Try it: Return, word for word, the lines of the listing below from the one with "let mut state = self.start(dishes);" through the one with "None if state.phase", and no other lines.
= = =
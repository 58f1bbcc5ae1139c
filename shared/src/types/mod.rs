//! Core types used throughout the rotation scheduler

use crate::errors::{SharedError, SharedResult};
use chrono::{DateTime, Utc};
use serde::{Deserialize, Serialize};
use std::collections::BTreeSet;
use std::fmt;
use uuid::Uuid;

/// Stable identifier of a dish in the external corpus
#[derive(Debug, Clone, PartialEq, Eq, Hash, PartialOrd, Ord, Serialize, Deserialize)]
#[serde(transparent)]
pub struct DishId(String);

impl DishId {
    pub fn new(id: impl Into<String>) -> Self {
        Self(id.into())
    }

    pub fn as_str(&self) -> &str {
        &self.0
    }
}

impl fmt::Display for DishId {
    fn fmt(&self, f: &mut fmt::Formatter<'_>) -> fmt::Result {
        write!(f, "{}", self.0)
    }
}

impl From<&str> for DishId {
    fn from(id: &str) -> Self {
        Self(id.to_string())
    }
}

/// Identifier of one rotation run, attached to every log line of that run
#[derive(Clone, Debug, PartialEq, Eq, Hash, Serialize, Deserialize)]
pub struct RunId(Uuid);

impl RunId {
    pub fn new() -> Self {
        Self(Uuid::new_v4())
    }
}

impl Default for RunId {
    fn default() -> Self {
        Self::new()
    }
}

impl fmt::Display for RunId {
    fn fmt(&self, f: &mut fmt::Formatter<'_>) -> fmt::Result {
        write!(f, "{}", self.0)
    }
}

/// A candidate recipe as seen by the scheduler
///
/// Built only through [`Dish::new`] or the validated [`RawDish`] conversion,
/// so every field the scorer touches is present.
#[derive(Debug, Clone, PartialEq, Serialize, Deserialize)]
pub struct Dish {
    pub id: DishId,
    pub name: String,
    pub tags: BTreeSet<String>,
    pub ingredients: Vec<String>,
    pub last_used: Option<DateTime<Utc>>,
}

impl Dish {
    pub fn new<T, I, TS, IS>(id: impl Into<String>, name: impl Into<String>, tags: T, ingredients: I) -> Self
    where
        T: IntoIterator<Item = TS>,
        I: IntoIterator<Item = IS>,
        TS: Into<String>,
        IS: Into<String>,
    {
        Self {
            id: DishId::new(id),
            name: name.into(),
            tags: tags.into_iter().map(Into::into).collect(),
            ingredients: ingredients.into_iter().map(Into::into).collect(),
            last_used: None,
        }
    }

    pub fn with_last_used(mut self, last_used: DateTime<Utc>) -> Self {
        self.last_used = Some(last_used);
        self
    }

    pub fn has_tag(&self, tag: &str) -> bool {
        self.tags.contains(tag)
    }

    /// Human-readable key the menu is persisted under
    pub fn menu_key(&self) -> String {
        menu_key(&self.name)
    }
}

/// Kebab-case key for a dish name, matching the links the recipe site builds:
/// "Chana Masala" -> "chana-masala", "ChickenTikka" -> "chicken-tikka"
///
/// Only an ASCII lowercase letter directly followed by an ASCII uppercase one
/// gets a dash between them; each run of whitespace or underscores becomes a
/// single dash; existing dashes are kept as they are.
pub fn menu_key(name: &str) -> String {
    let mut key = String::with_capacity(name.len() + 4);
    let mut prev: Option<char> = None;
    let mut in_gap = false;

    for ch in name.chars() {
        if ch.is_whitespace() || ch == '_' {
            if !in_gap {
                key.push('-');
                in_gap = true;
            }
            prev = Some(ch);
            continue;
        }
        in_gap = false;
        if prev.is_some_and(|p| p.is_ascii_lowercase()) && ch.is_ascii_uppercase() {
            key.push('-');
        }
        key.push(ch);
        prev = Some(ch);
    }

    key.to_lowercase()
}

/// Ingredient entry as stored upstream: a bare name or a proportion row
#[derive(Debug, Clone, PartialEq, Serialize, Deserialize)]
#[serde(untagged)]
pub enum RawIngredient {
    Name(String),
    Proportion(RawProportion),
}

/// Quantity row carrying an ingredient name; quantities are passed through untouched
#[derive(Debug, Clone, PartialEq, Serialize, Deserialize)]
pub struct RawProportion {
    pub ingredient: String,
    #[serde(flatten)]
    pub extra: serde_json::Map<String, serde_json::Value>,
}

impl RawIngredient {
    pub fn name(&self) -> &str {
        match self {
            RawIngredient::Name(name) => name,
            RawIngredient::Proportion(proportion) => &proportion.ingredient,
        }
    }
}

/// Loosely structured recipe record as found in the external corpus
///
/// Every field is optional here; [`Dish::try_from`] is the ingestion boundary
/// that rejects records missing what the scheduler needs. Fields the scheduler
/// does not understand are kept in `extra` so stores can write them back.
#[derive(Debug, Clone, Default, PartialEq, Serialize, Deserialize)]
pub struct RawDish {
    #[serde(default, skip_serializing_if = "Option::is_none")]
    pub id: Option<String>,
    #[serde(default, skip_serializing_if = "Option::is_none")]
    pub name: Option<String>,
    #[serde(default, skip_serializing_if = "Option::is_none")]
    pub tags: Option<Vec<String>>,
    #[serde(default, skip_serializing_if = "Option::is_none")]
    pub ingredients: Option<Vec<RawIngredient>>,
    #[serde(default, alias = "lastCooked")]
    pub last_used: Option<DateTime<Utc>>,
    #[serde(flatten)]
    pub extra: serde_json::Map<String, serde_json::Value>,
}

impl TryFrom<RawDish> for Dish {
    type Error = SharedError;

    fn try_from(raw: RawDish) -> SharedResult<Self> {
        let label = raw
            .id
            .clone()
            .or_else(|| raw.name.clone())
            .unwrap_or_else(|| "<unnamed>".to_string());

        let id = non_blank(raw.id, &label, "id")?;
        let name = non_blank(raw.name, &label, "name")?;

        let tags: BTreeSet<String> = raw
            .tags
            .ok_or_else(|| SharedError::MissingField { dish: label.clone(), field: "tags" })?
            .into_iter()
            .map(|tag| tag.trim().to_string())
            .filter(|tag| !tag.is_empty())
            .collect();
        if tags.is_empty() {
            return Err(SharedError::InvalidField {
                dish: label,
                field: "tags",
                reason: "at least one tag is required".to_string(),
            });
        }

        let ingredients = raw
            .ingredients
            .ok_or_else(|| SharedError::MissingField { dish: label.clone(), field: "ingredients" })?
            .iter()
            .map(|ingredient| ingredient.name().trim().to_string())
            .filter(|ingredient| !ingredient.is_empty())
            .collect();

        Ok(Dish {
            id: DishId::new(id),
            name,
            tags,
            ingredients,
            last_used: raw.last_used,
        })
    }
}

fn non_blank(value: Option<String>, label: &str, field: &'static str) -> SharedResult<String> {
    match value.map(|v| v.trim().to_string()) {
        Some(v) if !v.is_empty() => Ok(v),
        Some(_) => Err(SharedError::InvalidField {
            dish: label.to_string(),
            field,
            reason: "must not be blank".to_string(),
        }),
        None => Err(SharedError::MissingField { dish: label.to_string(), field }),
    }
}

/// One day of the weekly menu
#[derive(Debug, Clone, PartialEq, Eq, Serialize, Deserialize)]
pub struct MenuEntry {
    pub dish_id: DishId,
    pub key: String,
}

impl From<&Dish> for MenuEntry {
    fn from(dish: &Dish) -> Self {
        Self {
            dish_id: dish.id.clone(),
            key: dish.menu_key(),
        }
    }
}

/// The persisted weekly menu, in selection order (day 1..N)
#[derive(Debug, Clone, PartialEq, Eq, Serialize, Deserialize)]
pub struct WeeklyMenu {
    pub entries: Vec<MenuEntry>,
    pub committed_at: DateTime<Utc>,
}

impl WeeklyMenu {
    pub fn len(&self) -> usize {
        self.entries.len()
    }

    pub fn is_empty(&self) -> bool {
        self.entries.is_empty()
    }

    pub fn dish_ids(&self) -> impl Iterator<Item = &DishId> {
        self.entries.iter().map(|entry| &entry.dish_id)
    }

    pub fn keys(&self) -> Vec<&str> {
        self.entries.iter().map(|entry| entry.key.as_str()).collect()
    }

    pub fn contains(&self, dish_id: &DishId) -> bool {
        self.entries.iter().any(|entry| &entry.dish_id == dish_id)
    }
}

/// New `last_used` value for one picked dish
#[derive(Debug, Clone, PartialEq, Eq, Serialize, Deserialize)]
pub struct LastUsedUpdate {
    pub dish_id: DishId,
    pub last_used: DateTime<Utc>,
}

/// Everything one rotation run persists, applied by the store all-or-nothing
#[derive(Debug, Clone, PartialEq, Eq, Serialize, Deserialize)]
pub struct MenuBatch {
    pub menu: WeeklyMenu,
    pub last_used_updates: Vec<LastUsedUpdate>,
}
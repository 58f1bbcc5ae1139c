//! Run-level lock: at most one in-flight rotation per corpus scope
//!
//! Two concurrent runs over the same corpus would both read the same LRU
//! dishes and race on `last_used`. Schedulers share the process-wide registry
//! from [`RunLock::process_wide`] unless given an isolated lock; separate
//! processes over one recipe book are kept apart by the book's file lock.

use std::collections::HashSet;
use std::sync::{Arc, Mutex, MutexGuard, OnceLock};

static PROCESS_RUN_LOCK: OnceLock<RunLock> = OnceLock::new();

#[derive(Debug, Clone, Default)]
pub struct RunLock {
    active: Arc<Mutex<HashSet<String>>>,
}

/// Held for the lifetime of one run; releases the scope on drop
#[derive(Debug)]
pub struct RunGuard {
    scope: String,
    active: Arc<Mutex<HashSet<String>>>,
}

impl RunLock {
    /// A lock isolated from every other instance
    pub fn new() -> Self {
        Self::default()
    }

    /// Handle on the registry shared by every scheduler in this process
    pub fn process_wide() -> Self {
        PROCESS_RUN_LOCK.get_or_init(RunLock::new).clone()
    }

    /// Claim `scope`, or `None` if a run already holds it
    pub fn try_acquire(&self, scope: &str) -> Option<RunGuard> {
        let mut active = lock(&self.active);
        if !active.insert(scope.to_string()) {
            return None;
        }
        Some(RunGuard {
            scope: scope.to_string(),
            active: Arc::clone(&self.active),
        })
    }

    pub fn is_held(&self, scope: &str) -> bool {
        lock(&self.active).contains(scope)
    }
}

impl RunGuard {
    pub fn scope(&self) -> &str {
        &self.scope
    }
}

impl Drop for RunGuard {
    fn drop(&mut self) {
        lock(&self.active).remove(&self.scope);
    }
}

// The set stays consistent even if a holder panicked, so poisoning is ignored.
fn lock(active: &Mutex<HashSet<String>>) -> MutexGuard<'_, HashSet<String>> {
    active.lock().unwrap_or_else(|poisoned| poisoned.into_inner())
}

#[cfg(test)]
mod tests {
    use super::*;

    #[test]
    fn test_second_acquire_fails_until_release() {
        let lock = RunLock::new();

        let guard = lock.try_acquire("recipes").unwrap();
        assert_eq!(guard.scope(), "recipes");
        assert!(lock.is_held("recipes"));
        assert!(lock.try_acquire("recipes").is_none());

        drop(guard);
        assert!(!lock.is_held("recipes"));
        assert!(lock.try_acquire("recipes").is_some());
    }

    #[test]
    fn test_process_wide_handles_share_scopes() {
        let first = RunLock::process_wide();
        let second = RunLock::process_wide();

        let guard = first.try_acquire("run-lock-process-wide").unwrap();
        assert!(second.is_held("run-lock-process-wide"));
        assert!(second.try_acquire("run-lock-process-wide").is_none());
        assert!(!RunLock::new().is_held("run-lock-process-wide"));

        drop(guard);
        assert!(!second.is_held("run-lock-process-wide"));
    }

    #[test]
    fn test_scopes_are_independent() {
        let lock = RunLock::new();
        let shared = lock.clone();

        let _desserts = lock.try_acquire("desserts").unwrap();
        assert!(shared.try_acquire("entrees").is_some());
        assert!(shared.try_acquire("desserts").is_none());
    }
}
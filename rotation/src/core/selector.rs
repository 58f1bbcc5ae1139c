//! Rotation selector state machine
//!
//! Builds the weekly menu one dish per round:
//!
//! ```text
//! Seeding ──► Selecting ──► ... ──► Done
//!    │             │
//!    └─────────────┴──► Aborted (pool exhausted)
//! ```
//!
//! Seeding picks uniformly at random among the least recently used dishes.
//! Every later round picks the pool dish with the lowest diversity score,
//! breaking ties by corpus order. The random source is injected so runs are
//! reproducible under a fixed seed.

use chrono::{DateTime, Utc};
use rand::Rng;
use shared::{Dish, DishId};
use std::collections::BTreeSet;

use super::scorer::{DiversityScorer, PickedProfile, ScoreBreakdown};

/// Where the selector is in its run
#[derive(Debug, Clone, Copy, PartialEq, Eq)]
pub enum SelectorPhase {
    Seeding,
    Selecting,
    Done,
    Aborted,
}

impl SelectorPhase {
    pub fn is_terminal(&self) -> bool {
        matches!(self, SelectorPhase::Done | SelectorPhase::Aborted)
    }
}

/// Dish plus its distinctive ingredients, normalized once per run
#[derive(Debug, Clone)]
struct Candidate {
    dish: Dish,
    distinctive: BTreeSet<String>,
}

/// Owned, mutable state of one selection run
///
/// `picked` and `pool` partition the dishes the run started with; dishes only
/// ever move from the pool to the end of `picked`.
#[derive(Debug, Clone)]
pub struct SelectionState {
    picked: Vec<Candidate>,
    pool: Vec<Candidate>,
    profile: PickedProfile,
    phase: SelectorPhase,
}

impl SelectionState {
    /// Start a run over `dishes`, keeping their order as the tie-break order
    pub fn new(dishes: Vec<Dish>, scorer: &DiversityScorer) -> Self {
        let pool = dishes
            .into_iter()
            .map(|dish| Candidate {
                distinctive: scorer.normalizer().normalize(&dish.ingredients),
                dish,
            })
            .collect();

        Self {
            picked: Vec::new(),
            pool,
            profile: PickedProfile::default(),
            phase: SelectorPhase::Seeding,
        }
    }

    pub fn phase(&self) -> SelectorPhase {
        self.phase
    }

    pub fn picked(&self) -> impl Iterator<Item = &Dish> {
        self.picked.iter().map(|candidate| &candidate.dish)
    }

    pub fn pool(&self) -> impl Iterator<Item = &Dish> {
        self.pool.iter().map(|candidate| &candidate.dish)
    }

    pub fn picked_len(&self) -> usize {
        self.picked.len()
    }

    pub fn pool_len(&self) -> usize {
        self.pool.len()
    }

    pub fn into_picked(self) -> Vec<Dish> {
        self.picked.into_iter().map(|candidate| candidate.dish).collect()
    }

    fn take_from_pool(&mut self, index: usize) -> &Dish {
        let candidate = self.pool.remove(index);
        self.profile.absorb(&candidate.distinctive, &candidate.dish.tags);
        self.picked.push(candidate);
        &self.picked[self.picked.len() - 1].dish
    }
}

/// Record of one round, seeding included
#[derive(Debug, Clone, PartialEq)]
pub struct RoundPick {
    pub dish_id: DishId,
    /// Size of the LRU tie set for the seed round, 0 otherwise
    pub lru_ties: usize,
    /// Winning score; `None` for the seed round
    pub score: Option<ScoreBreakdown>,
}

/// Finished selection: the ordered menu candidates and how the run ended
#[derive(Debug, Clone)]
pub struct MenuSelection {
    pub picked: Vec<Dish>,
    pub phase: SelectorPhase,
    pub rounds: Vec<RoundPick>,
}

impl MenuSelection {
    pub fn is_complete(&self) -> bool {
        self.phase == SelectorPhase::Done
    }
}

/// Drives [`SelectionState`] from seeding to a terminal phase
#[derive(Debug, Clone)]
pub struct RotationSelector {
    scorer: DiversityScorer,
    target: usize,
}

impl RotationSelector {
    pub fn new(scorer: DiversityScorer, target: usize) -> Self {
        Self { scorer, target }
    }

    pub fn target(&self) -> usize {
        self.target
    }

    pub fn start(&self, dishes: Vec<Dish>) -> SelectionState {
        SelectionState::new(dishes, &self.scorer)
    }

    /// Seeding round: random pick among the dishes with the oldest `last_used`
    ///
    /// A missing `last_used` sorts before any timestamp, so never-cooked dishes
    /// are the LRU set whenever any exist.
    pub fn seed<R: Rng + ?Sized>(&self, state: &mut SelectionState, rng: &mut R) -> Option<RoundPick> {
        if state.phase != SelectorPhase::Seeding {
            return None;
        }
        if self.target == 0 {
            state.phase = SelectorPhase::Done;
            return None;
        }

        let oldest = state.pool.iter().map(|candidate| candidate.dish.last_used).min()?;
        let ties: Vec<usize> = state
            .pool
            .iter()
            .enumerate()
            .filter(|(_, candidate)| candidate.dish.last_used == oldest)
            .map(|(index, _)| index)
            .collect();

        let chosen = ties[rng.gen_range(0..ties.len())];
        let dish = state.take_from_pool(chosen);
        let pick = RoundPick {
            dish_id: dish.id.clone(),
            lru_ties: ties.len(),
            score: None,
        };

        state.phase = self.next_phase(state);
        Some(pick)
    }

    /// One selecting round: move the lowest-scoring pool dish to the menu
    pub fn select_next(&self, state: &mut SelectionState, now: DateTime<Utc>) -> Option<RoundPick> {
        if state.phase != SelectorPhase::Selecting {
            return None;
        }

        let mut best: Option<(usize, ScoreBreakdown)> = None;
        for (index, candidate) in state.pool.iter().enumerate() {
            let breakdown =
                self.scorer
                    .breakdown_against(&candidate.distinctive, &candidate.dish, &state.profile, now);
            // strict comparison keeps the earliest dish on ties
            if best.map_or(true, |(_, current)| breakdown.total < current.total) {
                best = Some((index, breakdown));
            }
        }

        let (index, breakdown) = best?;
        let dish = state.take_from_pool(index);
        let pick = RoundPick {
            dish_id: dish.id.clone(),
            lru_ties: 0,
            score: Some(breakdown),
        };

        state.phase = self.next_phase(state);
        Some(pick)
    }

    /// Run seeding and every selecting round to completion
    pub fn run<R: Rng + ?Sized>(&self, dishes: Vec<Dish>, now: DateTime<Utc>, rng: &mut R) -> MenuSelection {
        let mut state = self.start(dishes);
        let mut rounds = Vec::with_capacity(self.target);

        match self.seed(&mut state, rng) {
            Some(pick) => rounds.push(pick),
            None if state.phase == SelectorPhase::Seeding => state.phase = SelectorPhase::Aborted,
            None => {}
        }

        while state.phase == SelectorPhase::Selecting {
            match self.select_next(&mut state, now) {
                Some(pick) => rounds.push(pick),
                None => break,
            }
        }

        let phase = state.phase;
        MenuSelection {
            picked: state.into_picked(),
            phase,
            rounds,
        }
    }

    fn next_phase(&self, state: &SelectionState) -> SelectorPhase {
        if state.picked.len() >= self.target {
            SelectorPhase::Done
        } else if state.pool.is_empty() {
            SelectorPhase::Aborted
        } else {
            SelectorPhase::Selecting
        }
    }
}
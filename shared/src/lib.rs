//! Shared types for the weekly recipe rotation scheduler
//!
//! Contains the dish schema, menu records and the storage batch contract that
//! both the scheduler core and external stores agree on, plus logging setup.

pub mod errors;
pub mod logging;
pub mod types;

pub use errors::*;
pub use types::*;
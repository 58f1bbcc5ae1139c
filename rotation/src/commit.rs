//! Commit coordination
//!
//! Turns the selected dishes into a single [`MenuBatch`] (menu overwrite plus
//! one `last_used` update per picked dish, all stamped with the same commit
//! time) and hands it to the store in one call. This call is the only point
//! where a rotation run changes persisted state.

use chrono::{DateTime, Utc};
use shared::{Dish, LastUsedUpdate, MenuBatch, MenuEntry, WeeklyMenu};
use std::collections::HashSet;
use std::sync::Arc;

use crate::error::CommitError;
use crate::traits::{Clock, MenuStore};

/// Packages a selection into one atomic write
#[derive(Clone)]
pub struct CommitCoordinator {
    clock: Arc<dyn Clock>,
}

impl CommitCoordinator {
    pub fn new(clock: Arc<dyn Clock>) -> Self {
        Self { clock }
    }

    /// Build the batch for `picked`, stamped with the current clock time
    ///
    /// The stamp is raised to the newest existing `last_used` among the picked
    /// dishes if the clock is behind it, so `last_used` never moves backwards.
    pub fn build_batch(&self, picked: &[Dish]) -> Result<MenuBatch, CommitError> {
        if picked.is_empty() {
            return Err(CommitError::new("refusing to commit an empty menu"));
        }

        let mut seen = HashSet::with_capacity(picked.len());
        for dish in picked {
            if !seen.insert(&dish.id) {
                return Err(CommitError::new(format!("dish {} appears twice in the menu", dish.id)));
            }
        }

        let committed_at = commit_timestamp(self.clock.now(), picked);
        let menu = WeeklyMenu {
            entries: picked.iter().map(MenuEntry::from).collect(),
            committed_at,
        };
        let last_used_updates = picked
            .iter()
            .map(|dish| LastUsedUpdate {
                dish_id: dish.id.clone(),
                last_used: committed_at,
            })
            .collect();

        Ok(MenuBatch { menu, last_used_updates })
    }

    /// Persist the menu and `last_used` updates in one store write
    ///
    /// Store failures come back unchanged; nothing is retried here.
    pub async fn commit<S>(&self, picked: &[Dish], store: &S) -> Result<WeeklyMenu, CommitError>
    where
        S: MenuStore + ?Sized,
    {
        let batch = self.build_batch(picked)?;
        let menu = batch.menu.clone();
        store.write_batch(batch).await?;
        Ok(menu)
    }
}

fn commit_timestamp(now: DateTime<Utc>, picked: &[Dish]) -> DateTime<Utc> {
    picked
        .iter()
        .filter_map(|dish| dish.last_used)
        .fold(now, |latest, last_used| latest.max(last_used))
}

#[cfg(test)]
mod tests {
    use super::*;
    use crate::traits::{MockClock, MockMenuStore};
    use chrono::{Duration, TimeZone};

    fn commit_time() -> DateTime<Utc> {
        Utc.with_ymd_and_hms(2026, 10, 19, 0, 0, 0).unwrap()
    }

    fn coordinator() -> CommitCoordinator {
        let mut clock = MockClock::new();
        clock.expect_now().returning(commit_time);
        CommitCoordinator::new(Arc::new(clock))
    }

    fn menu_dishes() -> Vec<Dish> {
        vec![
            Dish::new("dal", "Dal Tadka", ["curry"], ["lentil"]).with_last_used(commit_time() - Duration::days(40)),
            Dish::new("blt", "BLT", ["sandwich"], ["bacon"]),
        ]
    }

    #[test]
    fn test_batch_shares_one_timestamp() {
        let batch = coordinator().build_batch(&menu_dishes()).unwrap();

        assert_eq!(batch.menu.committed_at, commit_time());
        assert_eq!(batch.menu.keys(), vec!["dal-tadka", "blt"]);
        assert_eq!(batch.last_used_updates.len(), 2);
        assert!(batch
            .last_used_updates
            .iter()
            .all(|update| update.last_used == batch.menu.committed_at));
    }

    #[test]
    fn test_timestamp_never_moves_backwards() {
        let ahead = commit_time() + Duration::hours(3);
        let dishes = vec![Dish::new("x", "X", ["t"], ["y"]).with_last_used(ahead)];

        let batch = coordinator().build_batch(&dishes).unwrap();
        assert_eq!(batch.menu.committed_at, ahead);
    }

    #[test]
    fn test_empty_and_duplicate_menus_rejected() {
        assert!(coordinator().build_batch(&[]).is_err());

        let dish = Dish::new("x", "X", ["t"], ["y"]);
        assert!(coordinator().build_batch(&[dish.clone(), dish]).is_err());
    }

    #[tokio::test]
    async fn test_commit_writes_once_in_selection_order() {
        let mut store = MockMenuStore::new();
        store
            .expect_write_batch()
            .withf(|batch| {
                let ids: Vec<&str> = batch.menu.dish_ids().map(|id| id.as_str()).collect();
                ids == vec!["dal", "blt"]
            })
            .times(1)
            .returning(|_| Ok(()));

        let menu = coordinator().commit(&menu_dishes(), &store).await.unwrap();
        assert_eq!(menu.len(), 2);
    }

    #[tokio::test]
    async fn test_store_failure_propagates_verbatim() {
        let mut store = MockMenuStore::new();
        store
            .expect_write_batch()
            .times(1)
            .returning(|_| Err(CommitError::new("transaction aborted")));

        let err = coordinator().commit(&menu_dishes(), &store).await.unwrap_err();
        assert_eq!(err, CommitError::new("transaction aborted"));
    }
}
= = =
Solution below:
        let mut state = self.start(dishes);
        let mut rounds = Vec::with_capacity(self.target);

        match self.seed(&mut state, rng) {
            Some(pick) => rounds.push(pick),
            None if state.phase == SelectorPhase::Seeding => state.phase = SelectorPhase::Aborted,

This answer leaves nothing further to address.